• [Your assignment]:
Go through the entries below and copy every line that holds the word "axum".

(Collected data entries)
◆ ◆ ◆

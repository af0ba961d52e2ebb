//! Dashboard routes
//!
//! Handlers only read the shared `DashboardService`; query parameters are
//! parsed here so a malformed year becomes a 400 instead of a silent
//! "all years".

use std::sync::Arc;

use aforo_app::dashboard::{ColumnsView, DashboardService, ForecastView, QualityView, TableView, TotalsView};
use aforo_domain::forecast::MAX_HORIZON;
use aforo_domain::service::parse_year;
use axum::{
    extract::{Query, State},
    http::StatusCode,
    response::{IntoResponse, Json, Response},
    routing::get,
    Router,
};
use serde::Deserialize;
use serde_json::{json, Value};
use tower_http::cors::CorsLayer;
use tower_http::trace::TraceLayer;

type AppState = Arc<DashboardService>;

#[derive(Debug)]
pub struct ApiError {
    status: StatusCode,
    message: String,
}

impl ApiError {
    fn bad_request(message: impl Into<String>) -> Self {
        Self {
            status: StatusCode::BAD_REQUEST,
            message: message.into(),
        }
    }
}

impl IntoResponse for ApiError {
    fn into_response(self) -> Response {
        (self.status, Json(json!({ "error": self.message }))).into_response()
    }
}

#[derive(Debug, Default, Deserialize)]
pub struct DashboardQuery {
    year: Option<String>,
    horizon: Option<String>,
}

impl DashboardQuery {
    /// Absent or empty means all years
    fn year(&self) -> Result<Option<i32>, ApiError> {
        match self.year.as_deref().map(str::trim) {
            None | Some("") => Ok(None),
            Some(raw) => parse_year(raw)
                .map(Some)
                .map_err(|e| ApiError::bad_request(format!("year: {}", e))),
        }
    }

    fn horizon(&self) -> Result<Option<usize>, ApiError> {
        match self.horizon.as_deref().map(str::trim) {
            None | Some("") => Ok(None),
            Some(raw) => {
                let horizon: usize = raw
                    .parse()
                    .map_err(|_| ApiError::bad_request(format!("horizon: not a month count: {:?}", raw)))?;
                if horizon > MAX_HORIZON {
                    return Err(ApiError::bad_request(format!(
                        "horizon: {} exceeds the maximum of {} months",
                        horizon, MAX_HORIZON
                    )));
                }
                Ok(Some(horizon))
            }
        }
    }
}

pub fn router(service: AppState) -> Router {
    Router::new()
        .route("/health", get(health))
        .route("/api/years", get(years))
        .route("/api/totals", get(totals))
        .route("/api/table", get(table))
        .route("/api/forecast", get(forecast))
        .route("/api/columns", get(columns))
        .route("/api/quality", get(quality))
        .layer(TraceLayer::new_for_http())
        .layer(CorsLayer::permissive())
        .with_state(service)
}

async fn health(State(service): State<AppState>) -> Json<Value> {
    Json(json!({
        "status": "ok",
        "records": service.dataset().records().len(),
    }))
}

async fn years(State(service): State<AppState>) -> Json<Vec<i32>> {
    Json(service.years())
}

async fn totals(
    State(service): State<AppState>,
    Query(query): Query<DashboardQuery>,
) -> Result<Json<TotalsView>, ApiError> {
    Ok(Json(service.totals(query.year()?)))
}

async fn table(
    State(service): State<AppState>,
    Query(query): Query<DashboardQuery>,
) -> Result<Json<TableView>, ApiError> {
    Ok(Json(service.table(query.year()?)))
}

async fn forecast(
    State(service): State<AppState>,
    Query(query): Query<DashboardQuery>,
) -> Result<Json<ForecastView>, ApiError> {
    Ok(Json(service.forecast(query.year()?, query.horizon()?)))
}

async fn columns(State(service): State<AppState>) -> Json<ColumnsView> {
    Json(service.columns())
}

async fn quality(State(service): State<AppState>) -> Json<QualityView> {
    Json(service.quality())
}

#[cfg(test)]
mod tests {
    use super::*;
    use aforo_app::dataset::Dataset;
    use aforo_domain::model::Catalogue;
    use aforo_infra::csv_source::parse_table;
    use aforo_infra::forecast::LinearTrendForecaster;
    use axum::body::{to_bytes, Body};
    use axum::http::Request;
    use tower::ServiceExt;

    const SAMPLE: &str = "NOMBRE,AÑO,MES,AUTOS,MOTOS\n\
                          Toll-5,2023,DICIEMBRE,90,3\n\
                          Toll-5,2024,ENERO,100,4\n\
                          Toll-5,2024,FEBRERO,110,0\n\
                          Toll-5,2024,MARZO,120,6\n\
                          Toll-5,2024,13,1,1\n";

    fn app() -> Router {
        let table = parse_table(SAMPLE).unwrap();
        let dataset = Dataset::from_table(table, Catalogue::default()).unwrap();
        let service = DashboardService::new(Arc::new(dataset), Box::new(LinearTrendForecaster::default()), 12);
        router(Arc::new(service))
    }

    async fn get_json(uri: &str) -> (StatusCode, Value) {
        let response = app()
            .oneshot(Request::builder().uri(uri).body(Body::empty()).unwrap())
            .await
            .unwrap();
        let status = response.status();
        let bytes = to_bytes(response.into_body(), usize::MAX).await.unwrap();
        (status, serde_json::from_slice(&bytes).unwrap())
    }

    #[tokio::test]
    async fn test_health() {
        let (status, body) = get_json("/health").await;
        assert_eq!(status, StatusCode::OK);
        assert_eq!(body["status"], "ok");
        assert_eq!(body["records"], 7);
    }

    #[tokio::test]
    async fn test_years() {
        let (status, body) = get_json("/api/years").await;
        assert_eq!(status, StatusCode::OK);
        assert_eq!(body, json!([2023, 2024]));
    }

    #[tokio::test]
    async fn test_totals_for_year() {
        let (status, body) = get_json("/api/totals?year=2024").await;
        assert_eq!(status, StatusCode::OK);
        assert_eq!(body["year"], 2024);
        assert_eq!(body["totals"][0], json!({"category": "Automobile", "total": 330.0}));
        assert_eq!(body["totals"][1], json!({"category": "Motorcycle", "total": 10.0}));
        assert_eq!(body["extremes"]["quietest"]["category"], "Motorcycle");
        assert_eq!(body["by_entity"], json!([{"entity_id": "Toll-5", "total": 340.0}]));
    }

    #[tokio::test]
    async fn test_totals_without_year_covers_all() {
        let (_, body) = get_json("/api/totals").await;
        assert_eq!(body["year"], Value::Null);
        assert_eq!(body["grand_total"], 433.0);
    }

    #[tokio::test]
    async fn test_bad_year_is_rejected() {
        let (status, body) = get_json("/api/totals?year=abc").await;
        assert_eq!(status, StatusCode::BAD_REQUEST);
        assert!(body["error"].as_str().unwrap().starts_with("year:"));

        let (status, _) = get_json("/api/table?year=1800").await;
        assert_eq!(status, StatusCode::BAD_REQUEST);
    }

    #[tokio::test]
    async fn test_table_rows_for_year() {
        let (status, body) = get_json("/api/table?year=2023").await;
        assert_eq!(status, StatusCode::OK);
        assert_eq!(body["columns"], json!(["AÑO", "MES", "AUTOS", "MOTOS"]));
        assert_eq!(body["rows"], json!([["2023", "DICIEMBRE", "90", "3"]]));
    }

    #[tokio::test]
    async fn test_forecast_available() {
        let (status, body) = get_json("/api/forecast?horizon=2").await;
        assert_eq!(status, StatusCode::OK);
        assert_eq!(body["horizon"], 2);
        assert_eq!(body["forecast"]["status"], "available");
        assert_eq!(body["forecast"]["points"].as_array().unwrap().len(), 2);
        assert_eq!(body["forecast"]["points"][0]["period"], "2024-04-01");
    }

    #[tokio::test]
    async fn test_forecast_unavailable() {
        let (status, body) = get_json("/api/forecast?year=2023").await;
        assert_eq!(status, StatusCode::OK);
        assert_eq!(body["forecast"]["status"], "unavailable");
        assert!(body["forecast"]["reason"].is_string());
    }

    #[tokio::test]
    async fn test_bad_horizon_is_rejected() {
        let (status, _) = get_json("/api/forecast?horizon=soon").await;
        assert_eq!(status, StatusCode::BAD_REQUEST);
    }

    #[tokio::test]
    async fn test_horizon_above_cap_is_rejected() {
        let (status, body) = get_json("/api/forecast?horizon=2000000").await;
        assert_eq!(status, StatusCode::BAD_REQUEST);
        assert!(body["error"].as_str().unwrap().contains("maximum of 120"));

        let (status, body) = get_json("/api/forecast?horizon=120").await;
        assert_eq!(status, StatusCode::OK);
        assert_eq!(body["forecast"]["points"].as_array().unwrap().len(), 120);
    }

    #[tokio::test]
    async fn test_columns_and_quality() {
        let (_, body) = get_json("/api/columns").await;
        assert_eq!(body["resolved"].as_array().unwrap().len(), 5);

        let (_, body) = get_json("/api/quality").await;
        assert_eq!(body["source_rows"], 5);
        assert_eq!(body["dropped_cells"], 1);
        assert_eq!(body["skipped_rows"][0]["row"], 5);
    }
}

◆ ◆ ◆

• [Solution for this task]:
use axum::{
    use axum::body::{to_bytes, Body};
    use axum::http::Request;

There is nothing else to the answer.